**About this exercise**
Return the lines below in which the string "gateway" occurs.

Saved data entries
-- Opening Marker --
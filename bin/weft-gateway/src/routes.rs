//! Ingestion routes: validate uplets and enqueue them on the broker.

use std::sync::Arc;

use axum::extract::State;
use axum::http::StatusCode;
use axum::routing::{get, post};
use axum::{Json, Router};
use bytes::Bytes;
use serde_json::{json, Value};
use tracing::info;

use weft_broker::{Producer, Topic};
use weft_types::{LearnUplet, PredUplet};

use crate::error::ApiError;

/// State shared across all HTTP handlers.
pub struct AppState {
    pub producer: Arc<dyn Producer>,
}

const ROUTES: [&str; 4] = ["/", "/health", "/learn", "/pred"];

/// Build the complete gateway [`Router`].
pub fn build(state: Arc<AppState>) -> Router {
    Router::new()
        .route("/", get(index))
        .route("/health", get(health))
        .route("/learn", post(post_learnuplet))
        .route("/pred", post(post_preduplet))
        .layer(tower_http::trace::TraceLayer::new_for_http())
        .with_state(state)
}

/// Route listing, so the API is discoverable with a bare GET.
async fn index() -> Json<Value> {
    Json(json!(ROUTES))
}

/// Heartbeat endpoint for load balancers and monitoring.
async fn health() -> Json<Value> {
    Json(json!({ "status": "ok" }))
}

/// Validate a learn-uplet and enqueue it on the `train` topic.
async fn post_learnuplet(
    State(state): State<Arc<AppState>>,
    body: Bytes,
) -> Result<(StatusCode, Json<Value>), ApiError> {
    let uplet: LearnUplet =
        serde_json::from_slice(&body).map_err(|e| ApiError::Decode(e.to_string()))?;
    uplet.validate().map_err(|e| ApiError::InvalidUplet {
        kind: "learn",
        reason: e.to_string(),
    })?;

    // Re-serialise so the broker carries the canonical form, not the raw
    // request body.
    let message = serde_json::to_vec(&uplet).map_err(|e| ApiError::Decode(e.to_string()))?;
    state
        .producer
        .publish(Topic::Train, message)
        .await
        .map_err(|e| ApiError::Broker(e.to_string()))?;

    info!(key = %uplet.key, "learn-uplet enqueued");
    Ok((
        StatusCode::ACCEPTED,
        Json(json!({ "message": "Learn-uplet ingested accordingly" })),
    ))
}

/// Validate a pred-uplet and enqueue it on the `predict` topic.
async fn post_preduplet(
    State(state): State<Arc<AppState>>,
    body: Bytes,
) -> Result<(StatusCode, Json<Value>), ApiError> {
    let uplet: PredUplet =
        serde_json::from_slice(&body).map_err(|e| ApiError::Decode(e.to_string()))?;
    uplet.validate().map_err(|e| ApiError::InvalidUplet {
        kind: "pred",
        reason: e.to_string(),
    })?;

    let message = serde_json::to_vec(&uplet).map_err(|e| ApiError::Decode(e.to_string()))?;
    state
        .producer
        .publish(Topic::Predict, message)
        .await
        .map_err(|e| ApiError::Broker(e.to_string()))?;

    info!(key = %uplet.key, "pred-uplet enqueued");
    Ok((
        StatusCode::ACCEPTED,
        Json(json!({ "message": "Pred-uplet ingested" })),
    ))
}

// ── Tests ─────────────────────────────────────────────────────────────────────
-- Closing Marker --
-- Opening Marker --
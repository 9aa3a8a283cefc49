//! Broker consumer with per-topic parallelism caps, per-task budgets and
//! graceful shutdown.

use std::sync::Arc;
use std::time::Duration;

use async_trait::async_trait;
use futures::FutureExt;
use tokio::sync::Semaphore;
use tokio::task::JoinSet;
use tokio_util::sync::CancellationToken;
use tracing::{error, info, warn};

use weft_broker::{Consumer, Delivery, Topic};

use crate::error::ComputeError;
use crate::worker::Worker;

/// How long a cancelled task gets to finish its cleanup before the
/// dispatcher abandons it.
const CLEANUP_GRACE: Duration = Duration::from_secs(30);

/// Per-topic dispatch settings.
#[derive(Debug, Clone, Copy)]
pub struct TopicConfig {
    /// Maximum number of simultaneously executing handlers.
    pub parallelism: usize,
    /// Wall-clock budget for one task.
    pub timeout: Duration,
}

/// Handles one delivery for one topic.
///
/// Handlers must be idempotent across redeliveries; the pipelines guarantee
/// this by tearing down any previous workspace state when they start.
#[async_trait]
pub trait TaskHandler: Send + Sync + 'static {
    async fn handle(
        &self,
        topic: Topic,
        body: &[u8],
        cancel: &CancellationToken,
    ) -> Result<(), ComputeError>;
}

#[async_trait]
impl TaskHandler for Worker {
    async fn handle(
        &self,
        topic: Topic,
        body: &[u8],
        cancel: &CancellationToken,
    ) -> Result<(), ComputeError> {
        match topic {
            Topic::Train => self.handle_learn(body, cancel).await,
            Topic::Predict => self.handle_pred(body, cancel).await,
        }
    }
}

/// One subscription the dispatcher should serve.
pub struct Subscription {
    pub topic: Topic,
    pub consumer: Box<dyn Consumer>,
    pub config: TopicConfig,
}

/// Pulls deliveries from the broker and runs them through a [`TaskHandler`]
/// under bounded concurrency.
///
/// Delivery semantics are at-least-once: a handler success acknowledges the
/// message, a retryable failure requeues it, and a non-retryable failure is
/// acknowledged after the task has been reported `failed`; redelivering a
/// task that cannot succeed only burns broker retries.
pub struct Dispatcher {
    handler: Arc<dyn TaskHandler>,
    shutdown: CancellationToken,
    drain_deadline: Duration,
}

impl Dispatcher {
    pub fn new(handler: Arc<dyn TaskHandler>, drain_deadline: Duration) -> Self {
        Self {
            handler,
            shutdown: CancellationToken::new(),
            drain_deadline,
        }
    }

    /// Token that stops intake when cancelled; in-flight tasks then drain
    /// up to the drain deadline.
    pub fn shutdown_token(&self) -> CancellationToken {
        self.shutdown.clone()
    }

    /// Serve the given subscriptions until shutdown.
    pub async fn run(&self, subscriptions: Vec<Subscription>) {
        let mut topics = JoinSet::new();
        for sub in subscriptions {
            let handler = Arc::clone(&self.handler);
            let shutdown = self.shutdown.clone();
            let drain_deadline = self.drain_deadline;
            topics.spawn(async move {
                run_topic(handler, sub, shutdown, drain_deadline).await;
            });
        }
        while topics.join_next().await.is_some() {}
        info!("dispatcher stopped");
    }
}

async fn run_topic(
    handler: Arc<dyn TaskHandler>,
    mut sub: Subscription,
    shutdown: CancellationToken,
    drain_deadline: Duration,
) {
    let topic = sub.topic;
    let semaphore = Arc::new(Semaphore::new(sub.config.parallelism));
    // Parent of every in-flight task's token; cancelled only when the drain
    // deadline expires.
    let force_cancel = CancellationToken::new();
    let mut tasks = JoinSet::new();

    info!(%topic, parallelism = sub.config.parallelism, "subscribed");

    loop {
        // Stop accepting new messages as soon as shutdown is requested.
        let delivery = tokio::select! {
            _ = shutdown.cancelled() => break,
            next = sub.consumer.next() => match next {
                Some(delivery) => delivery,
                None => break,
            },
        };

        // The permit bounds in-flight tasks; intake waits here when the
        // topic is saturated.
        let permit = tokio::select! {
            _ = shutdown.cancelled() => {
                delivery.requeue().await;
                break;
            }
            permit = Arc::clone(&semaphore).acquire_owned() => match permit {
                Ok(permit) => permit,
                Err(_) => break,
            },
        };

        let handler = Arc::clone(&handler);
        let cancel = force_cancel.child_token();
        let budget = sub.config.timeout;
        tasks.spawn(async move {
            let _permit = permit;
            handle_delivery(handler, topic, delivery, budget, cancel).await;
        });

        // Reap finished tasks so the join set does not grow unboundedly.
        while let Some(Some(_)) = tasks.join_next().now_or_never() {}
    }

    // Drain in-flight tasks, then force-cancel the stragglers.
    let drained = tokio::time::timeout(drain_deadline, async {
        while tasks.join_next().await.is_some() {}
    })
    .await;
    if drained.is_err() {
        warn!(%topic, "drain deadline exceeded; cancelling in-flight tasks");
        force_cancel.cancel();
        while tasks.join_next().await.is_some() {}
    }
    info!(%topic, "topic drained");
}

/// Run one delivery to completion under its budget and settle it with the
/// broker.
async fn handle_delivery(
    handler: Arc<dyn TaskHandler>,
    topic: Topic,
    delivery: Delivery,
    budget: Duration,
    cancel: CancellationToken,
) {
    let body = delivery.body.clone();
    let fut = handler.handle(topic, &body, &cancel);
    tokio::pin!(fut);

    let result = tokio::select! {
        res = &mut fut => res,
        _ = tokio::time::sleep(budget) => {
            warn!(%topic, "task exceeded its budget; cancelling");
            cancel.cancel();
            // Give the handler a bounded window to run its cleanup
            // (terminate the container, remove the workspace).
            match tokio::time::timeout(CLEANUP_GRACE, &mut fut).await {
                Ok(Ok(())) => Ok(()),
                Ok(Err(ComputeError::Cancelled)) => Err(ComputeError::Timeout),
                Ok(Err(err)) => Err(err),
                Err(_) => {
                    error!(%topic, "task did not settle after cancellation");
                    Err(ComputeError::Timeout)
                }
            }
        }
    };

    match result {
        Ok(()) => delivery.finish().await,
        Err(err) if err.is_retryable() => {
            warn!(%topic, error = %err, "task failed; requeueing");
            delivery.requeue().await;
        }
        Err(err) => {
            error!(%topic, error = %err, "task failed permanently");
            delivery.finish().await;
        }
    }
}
-- Closing Marker --
-- Opening Marker --
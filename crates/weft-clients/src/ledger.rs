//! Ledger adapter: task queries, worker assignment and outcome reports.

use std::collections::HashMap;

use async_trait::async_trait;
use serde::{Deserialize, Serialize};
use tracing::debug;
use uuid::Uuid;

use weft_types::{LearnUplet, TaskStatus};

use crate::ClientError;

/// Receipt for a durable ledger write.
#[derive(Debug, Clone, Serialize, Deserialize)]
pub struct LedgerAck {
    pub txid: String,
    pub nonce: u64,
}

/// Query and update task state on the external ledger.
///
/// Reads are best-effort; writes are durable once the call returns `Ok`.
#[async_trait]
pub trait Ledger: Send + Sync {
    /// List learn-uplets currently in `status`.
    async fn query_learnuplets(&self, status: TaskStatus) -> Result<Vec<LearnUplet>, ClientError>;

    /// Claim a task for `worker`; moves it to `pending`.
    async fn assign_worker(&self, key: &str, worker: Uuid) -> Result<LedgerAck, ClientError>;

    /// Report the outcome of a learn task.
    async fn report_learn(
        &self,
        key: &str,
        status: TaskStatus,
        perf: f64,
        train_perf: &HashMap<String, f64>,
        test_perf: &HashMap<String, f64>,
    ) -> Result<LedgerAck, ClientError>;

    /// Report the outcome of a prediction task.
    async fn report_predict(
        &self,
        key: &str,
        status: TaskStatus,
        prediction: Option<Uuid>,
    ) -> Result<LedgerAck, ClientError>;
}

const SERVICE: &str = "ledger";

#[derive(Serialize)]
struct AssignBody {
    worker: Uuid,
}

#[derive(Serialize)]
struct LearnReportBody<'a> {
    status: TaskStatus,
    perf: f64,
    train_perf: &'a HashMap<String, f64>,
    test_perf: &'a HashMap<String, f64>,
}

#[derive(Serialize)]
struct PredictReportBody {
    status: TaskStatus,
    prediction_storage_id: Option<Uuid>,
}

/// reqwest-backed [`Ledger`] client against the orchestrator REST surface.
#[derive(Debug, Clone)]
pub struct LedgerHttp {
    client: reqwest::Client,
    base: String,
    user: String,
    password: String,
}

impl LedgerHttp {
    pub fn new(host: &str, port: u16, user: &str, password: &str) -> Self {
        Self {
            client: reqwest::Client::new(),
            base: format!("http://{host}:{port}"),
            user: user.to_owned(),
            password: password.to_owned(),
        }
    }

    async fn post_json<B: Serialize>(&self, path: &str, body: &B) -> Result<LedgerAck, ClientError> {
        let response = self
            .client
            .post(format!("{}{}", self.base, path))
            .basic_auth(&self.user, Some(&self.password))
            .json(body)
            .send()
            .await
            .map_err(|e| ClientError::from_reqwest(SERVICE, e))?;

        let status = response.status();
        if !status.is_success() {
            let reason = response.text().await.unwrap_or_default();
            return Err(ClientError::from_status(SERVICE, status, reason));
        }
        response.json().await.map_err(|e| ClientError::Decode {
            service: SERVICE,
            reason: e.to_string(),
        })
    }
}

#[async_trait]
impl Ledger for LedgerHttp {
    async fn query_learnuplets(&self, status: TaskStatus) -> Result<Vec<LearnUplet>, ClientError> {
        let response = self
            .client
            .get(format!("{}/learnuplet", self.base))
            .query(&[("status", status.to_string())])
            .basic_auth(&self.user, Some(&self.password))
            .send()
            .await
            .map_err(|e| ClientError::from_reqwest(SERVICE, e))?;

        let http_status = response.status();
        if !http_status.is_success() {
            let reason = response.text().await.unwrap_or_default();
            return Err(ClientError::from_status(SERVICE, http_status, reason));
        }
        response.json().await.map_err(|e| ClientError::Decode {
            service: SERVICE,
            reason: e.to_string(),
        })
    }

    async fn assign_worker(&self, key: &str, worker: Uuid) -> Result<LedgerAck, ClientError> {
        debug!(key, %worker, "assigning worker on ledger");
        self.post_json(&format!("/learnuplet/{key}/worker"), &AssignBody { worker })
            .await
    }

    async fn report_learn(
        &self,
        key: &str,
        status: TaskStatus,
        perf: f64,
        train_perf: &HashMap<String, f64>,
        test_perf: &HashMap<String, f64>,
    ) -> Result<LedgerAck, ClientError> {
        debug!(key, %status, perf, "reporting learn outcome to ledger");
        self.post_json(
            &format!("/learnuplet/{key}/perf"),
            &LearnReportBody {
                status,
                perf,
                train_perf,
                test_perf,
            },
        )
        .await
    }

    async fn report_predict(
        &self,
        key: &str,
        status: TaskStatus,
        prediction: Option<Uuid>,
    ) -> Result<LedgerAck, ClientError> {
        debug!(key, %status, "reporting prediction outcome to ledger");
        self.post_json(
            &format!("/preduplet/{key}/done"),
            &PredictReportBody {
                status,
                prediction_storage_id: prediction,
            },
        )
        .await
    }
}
-- Closing Marker --
**Answer to the problem**
filename bin/weft-gateway/src/routes.rs
/// Build the complete gateway [`Router`].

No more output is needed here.